A. Che cos'è il Battesimo
1. Che cos'è il Battesimo?
È il primo dei sacramenti e la porta d'ingresso alla vita cristiana. Ci incorpora alla morte e alla risurrezione di Cristo (Redenzione), ci rende autentici figli di Dio e membra vive della Chiesa. Senza aver ricevuto il Battesimo non è possibile ricevere validamente gli altri sacramenti.
2. Quali effetti produce?
Due effetti mirabili, soprattutto:
- cancella totalmente il peccato originale e, negli adulti, tutte le colpe e le pene personali commesse in precedenza;
- infonde la grazia santificante, il dono dello Spirito Santo e la sublime condizione di figli di Dio (filiazione divina).
3. Come si celebra?
Il ministro versa per tre volte l'acqua sul capo del battezzando (oppure lo immerge) pronunciando le parole solenni: «Io ti battezzo nel nome del Padre e del Figlio e dello Spirito Santo». I suggestivi riti complementari ne illustrano visibilmente il significato: la veste bianca (la vita nuova e pura), la candela accesa al cero pasquale (la luce viva di Cristo) e l'unzione con il sacro crisma (la consacrazione totale a Dio).
4. Lascia un segno permanente nell'anima?
Sì: imprime il «carattere», un sigillo spirituale indelebile di appartenenza eterna a Cristo che nessun peccato può cancellare.

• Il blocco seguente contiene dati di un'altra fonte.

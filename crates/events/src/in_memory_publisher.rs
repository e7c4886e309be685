//! In-memory publisher for tests/dev.

use std::sync::{Mutex, mpsc};

use crate::message::OutboundMessage;
use crate::publisher::{EventPublisher, Subscription};

#[derive(Debug, thiserror::Error)]
pub enum InMemoryPublisherError {
    /// Publish failed due to internal lock poisoning.
    #[error("publisher lock poisoned")]
    Poisoned,
}

/// In-memory publisher.
///
/// - No IO / no async
/// - Keeps every published message (inspect with [`InMemoryPublisher::published`])
/// - Best-effort fan-out to subscribers
#[derive(Debug)]
pub struct InMemoryPublisher<M> {
    log: Mutex<Vec<M>>,
    subscribers: Mutex<Vec<mpsc::Sender<M>>>,
}

impl<M> InMemoryPublisher<M> {
    pub fn new() -> Self {
        Self::default()
    }

    pub fn subscribe(&self) -> Subscription<M> {
        let (tx, rx) = mpsc::channel();

        // If the lock is poisoned, we still return a subscription;
        // it just won't receive messages until the process restarts.
        if let Ok(mut subs) = self.subscribers.lock() {
            subs.push(tx);
        }

        Subscription::new(rx)
    }
}

impl<M: Clone> InMemoryPublisher<M> {
    /// Snapshot of everything published so far, in publish order.
    pub fn published(&self) -> Vec<M> {
        match self.log.lock() {
            Ok(log) => log.clone(),
            Err(_) => vec![],
        }
    }
}

impl<M> Default for InMemoryPublisher<M> {
    fn default() -> Self {
        Self {
            log: Mutex::new(Vec::new()),
            subscribers: Mutex::new(Vec::new()),
        }
    }
}

impl<M> EventPublisher<M> for InMemoryPublisher<M>
where
    M: OutboundMessage + Clone + 'static,
{
    type Error = InMemoryPublisherError;

    fn publish(&self, message: &M) -> Result<(), Self::Error> {
        self.log
            .lock()
            .map_err(|_| InMemoryPublisherError::Poisoned)?
            .push(message.clone());

        let mut subs = self
            .subscribers
            .lock()
            .map_err(|_| InMemoryPublisherError::Poisoned)?;

        // Drop any dead subscribers while publishing.
        subs.retain(|tx| tx.send(message.clone()).is_ok());

        tracing::debug!(message_type = message.message_type(), "published in-memory message");
        Ok(())
    }
}

#[cfg(test)]
mod tests {
    use super::*;
    use serde::Serialize;

    #[derive(Debug, Clone, PartialEq, Serialize)]
    struct Ping(u32);

    impl OutboundMessage for Ping {
        fn message_type(&self) -> &'static str {
            "Ping"
        }
    }

    #[test]
    fn keeps_messages_in_publish_order() {
        let publisher = InMemoryPublisher::new();
        publisher.publish(&Ping(1)).unwrap();
        publisher.publish(&Ping(2)).unwrap();

        assert_eq!(publisher.published(), vec![Ping(1), Ping(2)]);
    }

    #[test]
    fn subscribers_receive_messages_published_after_subscribing() {
        let publisher = InMemoryPublisher::new();
        publisher.publish(&Ping(0)).unwrap();

        let sub = publisher.subscribe();
        publisher.publish(&Ping(7)).unwrap();

        assert_eq!(sub.try_recv().unwrap(), Ping(7));
        assert!(sub.try_recv().is_err());
    }

    #[test]
    fn dropped_subscribers_do_not_fail_publish() {
        let publisher = InMemoryPublisher::new();
        drop(publisher.subscribe());

        assert!(publisher.publish(&Ping(3)).is_ok());
    }
}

Per questa ragione il Battesimo è irripetibile e si riceve una sola volta. Una persona può allontanarsi dalla fede o rinnegarla; tuttavia il sigillo battesimale rimane impresso per sempre.
B. Domande frequenti
5. Perché si battezzano i bambini, se non possono ancora decidere?
Perché la salvezza eterna è un dono gratuito d'amore, e i doni dell'amore di Dio non richiedono meriti preventivi. D'altronde, nella vita naturale nessuno aspetta: al neonato si dona nutrimento, lingua, affetto, cure mediche ed educazione senza attendere il suo consenso, poiché negarglieli fino a quando non «decida da solo» sarebbe una grave assurdità. Con la vita soprannaturale avviene lo stesso: i genitori cristiani aprono al figlio la porta della vita di Dio fin dal primo istante, e la fede crescerà con l'educazione negli anni. La fede con cui il piccolo viene battezzato è la fede viva della Chiesa, che la famiglia si impegna a trasmettergli.
6. A che cosa servono i padrini?
A sostenere e affiancare i genitori nell'educazione cristiana del battezzato, accompagnandolo fedelmente lungo il cammino della fede. Per questo motivo è fondamentale scegliere persone di provata fede e vita coerente, capaci di rappresentare un solido punto di riferimento spirituale, e non una mera figura decorativa per la fotografia di rito.
7. Chi non è battezzato può salvarsi?
Dio ha legato la salvezza al sacramento del Battesimo, ma l'onnipotenza del suo amore salvifico non è vincolata né circoscritta esclusivamente ai sacramenti. Chi sacrifica la propria vita per la fede senza aver ricevuto il battesimo d'acqua (il battesimo di sangue), oppure chi, senza colpa propria, cerca sinceramente la verità e compie il bene seguendo la retta voce della propria coscienza, può conseguire la salvezza eterna: costui avrebbe certamente desiderato il Battesimo se ne avesse conosciuto la necessità.
C. Vivere il Battesimo
8. Il Battesimo impegna a qualcosa di concreto?
Certamente. Esso costituisce tutti i battezzati come «sacerdozio regale», rendendoli partecipi diretti della missione universale della Chiesa. Non si riduce a un formale adempimento sociale o a una pia tradizione di famiglia, bensì segna l'inizio di una vita nuova che esige di testimoniare la fede e di farla conoscere con l'esempio delle opere e la parola apostolica (testimonianza cristiana).
9. Che cosa c'entra il Battesimo con la santità?
C'entra assolutamente tutto. Conformandoci ontologicamente a Cristo, il Battesimo è la radice viva della chiamata universale alla santità: tutti i battezzati, senza alcuna eccezione di stato o professione, siamo chiamati «alla pienezza della vita cristiana e alla perfezione della carità».
10. Modi per «attualizzare» il Battesimo nella vita quotidiana
- Ricordare a Chi apparteniamo: molti santi celebravano l'anniversario del proprio battesimo come un secondo e più eccelso compleanno; è bene almeno conoscerne la data esatta.
- Rinnovare interiormente le promesse battesimali: respingere il peccato con fermezza e credere fedelmente in Dio.
- Accostarsi assiduamente agli altri sacramenti, in particolare alla Confessione e alla Eucaristia.
- Vivere come autentici figli di Dio nelle occupazioni ordinarie: in famiglia, nell'impegno professionale e nelle relazioni di amicizia.